Attention iPredict donors

A couple of years ago I raised funds for two NGDP prediction markets, Hypermind and iPredict.  The money for Hypermind all came from Valve CEO Gabe Newell. A larger amount of money was raised for iPredict, from about 15 people. Unfortunately, iPredict had to end its experiment after a brief run. For the past year I’ve being making inquiries about a refund, and it’s finally paid off.  Here is the information we received from iPredict:

Here is how the donors can go about requesting a refund.

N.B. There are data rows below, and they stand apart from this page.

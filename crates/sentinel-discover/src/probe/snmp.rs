//! Management counter fetch via net-snmp's `snmpget`.
//!
//! Output is requested with `-On -Oq`, which prints one `<numeric-oid> <value>`
//! pair per line with no type prefix. Missing objects come back as
//! `No Such Object/Instance ...` and are skipped.

use std::collections::HashMap;
use std::net::IpAddr;

use async_trait::async_trait;
use sentinel_core::Record;

use crate::command;
use crate::config::SnmpConfig;
use crate::error::Result;
use crate::probe::ManagementClient;

pub const SYS_UPTIME: &str = "1.3.6.1.2.1.1.3.0";
pub const SYS_NAME: &str = "1.3.6.1.2.1.1.5.0";
pub const SYS_DESCR: &str = "1.3.6.1.2.1.1.1.0";
pub const IF_IN_OCTETS: &str = "1.3.6.1.2.1.2.2.1.10.1";
pub const IF_OUT_OCTETS: &str = "1.3.6.1.2.1.2.2.1.16.1";
pub const IF_IN_ERRORS: &str = "1.3.6.1.2.1.2.2.1.14.1";
pub const IF_OUT_ERRORS: &str = "1.3.6.1.2.1.2.2.1.20.1";

pub const DEFAULT_OIDS: &[&str] = &[
    SYS_UPTIME,
    SYS_NAME,
    SYS_DESCR,
    IF_IN_OCTETS,
    IF_OUT_OCTETS,
    IF_IN_ERRORS,
    IF_OUT_ERRORS,
];

#[derive(Debug, Clone)]
pub struct SnmpGetClient {
    config: SnmpConfig,
}

impl SnmpGetClient {
    pub fn new(config: SnmpConfig) -> Self {
        Self { config }
    }

    fn target(&self, address: IpAddr) -> String {
        match address {
            IpAddr::V4(v4) => format!("{}:{}", v4, self.config.port),
            IpAddr::V6(v6) => format!("udp6:[{}]:{}", v6, self.config.port),
        }
    }
}

#[async_trait]
impl ManagementClient for SnmpGetClient {
    async fn fetch(&self, address: IpAddr, oids: &[String]) -> Result<HashMap<String, String>> {
        if oids.is_empty() {
            return Ok(HashMap::new());
        }

        let mut args = vec![
            "-v2c".to_string(),
            "-c".to_string(),
            self.config.community.clone(),
            "-t".to_string(),
            self.config.timeout_secs.to_string(),
            "-r".to_string(),
            self.config.retries.to_string(),
            "-On".to_string(),
            "-Oq".to_string(),
            self.target(address),
        ];
        args.extend(oids.iter().cloned());

        let output =
            command::run_checked(&self.config.snmpget_path, &args, self.config.fetch_limit()).await?;
        Ok(parse_snmpget_output(&String::from_utf8_lossy(&output.stdout)))
    }
}

/// Parse `-On -Oq` output into OID (no leading dot) to value.
pub fn parse_snmpget_output(output: &str) -> HashMap<String, String> {
    output
        .lines()
        .filter_map(|line| {
            let (oid, value) = line.trim().split_once(char::is_whitespace)?;
            let value = value.trim().trim_matches('"').trim();
            if value.starts_with("No Such") || value.is_empty() {
                return None;
            }
            Some((oid.trim_start_matches('.').to_string(), value.to_string()))
        })
        .collect()
}

/// Copy fetched values onto the record. Returns whether anything was set.
pub fn apply_management_values(record: &mut Record, values: &HashMap<String, String>) -> bool {
    let mut applied = false;

    for (oid, slot) in [
        (IF_IN_OCTETS, &mut record.counters.in_octets),
        (IF_OUT_OCTETS, &mut record.counters.out_octets),
        (IF_IN_ERRORS, &mut record.counters.in_errors),
        (IF_OUT_ERRORS, &mut record.counters.out_errors),
    ] {
        if let Some(counter) = values.get(oid).and_then(|v| v.parse::<u64>().ok()) {
            *slot = Some(counter);
            applied = true;
        }
    }

    if let Some(name) = values.get(SYS_NAME) {
        record.system_name = Some(name.clone());
        record.fill_hostname(name);
        applied = true;
    }
    if let Some(uptime) = values.get(SYS_UPTIME) {
        record.system_uptime = Some(uptime.clone());
        applied = true;
    }
    if let Some(descr) = values.get(SYS_DESCR) {
        record.system_description = Some(descr.clone());
        applied = true;
    }

    if applied {
        record.add_protocol("snmp");
    }
    applied
}

#[cfg(test)]
mod tests {
    use super::*;
    use sentinel_core::{Observation, Technique};
    use std::net::Ipv4Addr;
    use std::time::Duration;

    const ROUTER_OUTPUT: &str = "\
.1.3.6.1.2.1.1.3.0 12:3:45:06.78
.1.3.6.1.2.1.1.5.0 \"core-sw1\"
.1.3.6.1.2.1.1.1.0 \"Cisco IOS Software, C2960 Software\"
.1.3.6.1.2.1.2.2.1.10.1 123456789
.1.3.6.1.2.1.2.2.1.16.1 987654321
.1.3.6.1.2.1.2.2.1.14.1 0
.1.3.6.1.2.1.2.2.1.20.1 No Such Instance currently exists at this OID
";

    fn record() -> Record {
        let obs = Observation::new(Technique::Nmap)
            .with_address(IpAddr::V4(Ipv4Addr::new(10, 0, 0, 1)));
        Record::from_observation(&obs).unwrap()
    }

    #[test]
    fn test_default_oids() {
        assert_eq!(DEFAULT_OIDS.len(), 7);
        assert!(DEFAULT_OIDS.iter().all(|oid| !oid.starts_with('.')));
    }

    #[test]
    fn test_parse_snmpget_output() {
        let values = parse_snmpget_output(ROUTER_OUTPUT);
        assert_eq!(values.len(), 6);
        assert_eq!(values[SYS_NAME], "core-sw1");
        assert_eq!(values[SYS_UPTIME], "12:3:45:06.78");
        assert_eq!(values[IF_IN_OCTETS], "123456789");
        assert!(!values.contains_key(IF_OUT_ERRORS));
    }

    #[test]
    fn test_apply_management_values() {
        let mut record = record();
        let applied = apply_management_values(&mut record, &parse_snmpget_output(ROUTER_OUTPUT));

        assert!(applied);
        assert_eq!(record.counters.in_octets, Some(123_456_789));
        assert_eq!(record.counters.out_octets, Some(987_654_321));
        assert_eq!(record.counters.in_errors, Some(0));
        assert_eq!(record.counters.out_errors, None);
        assert_eq!(record.hostname.as_deref(), Some("core-sw1"));
        assert_eq!(record.system_name.as_deref(), Some("core-sw1"));
        assert!(record.source_protocols.contains("snmp"));
    }

    #[test]
    fn test_sys_name_does_not_replace_hostname() {
        let mut record = record();
        record.fill_hostname("printer1");
        let values = HashMap::from([(SYS_NAME.to_string(), "HP-LJ-4000".to_string())]);

        apply_management_values(&mut record, &values);
        assert_eq!(record.hostname.as_deref(), Some("printer1"));
        assert_eq!(record.system_name.as_deref(), Some("HP-LJ-4000"));
    }

    #[test]
    fn test_unparsable_counter_left_untouched() {
        let mut record = record();
        let values = HashMap::from([(IF_IN_OCTETS.to_string(), "Wrong Type".to_string())]);

        assert!(!apply_management_values(&mut record, &values));
        assert_eq!(record.counters.in_octets, None);
        assert!(!record.source_protocols.contains("snmp"));
    }

    #[test]
    fn test_ipv6_target() {
        let client = SnmpGetClient::new(SnmpConfig::default());
        let v6: IpAddr = "fe80::1".parse().unwrap();
        assert_eq!(client.target(v6), "udp6:[fe80::1]:161");
        assert_eq!(client.config.fetch_limit(), Duration::from_secs(5));
    }
}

They should contact Iain Devon, Viclink Senior Account Manager, at iain.devon@viclink.co.nz. Their donation has been held in NZ$ and will be refunded at the current USD/NZD exchange rate, which means they may receive less than their original donation due to change in exchange rates (assuming the donor wants to be refunded in US$). They should provide the details of the initial donation made, including date and value. Refunds will be issued via international bank transfer, so they should also be prepared to provide their bank account information.

I want to thank the people at Wellington Victoria University in Wellington, New Zealand.  Their willingness to return the funds further cements New Zealand’s reputation as one of the least corrupt countries on Earth. If you forgot how much you donated, you might check your old emails to me.  I believe all the donors emailed me and informed me of their intentions.  I also probably have that info, if you need it.

During the period after iPredict failed, I vowed not to try to raise additional funds until the issue of refunds could be resolved.  Now that a resolution seems imminent, it’s time to think about future plans for NGDP prediction markets.  My inclination would be to go back to Hypermind, but with a bigger donation this time. I also feel like the annual market is the most macroeconomically useful, even though it is a long time to wait for a payoff.  (Say a 2018:Q1 over 2017:Q1 contract).  I believe we already have about $10,000 to work with, which is double what the annual market had back in 2015.  More money could be raised. With Trump in office, there might be some interesting policy shocks which could impact the market (although it’s also quite possible that NGDP expectations are not greatly affected—either result would be interesting.)  I’m also open to other markets, if someone has a suggestion.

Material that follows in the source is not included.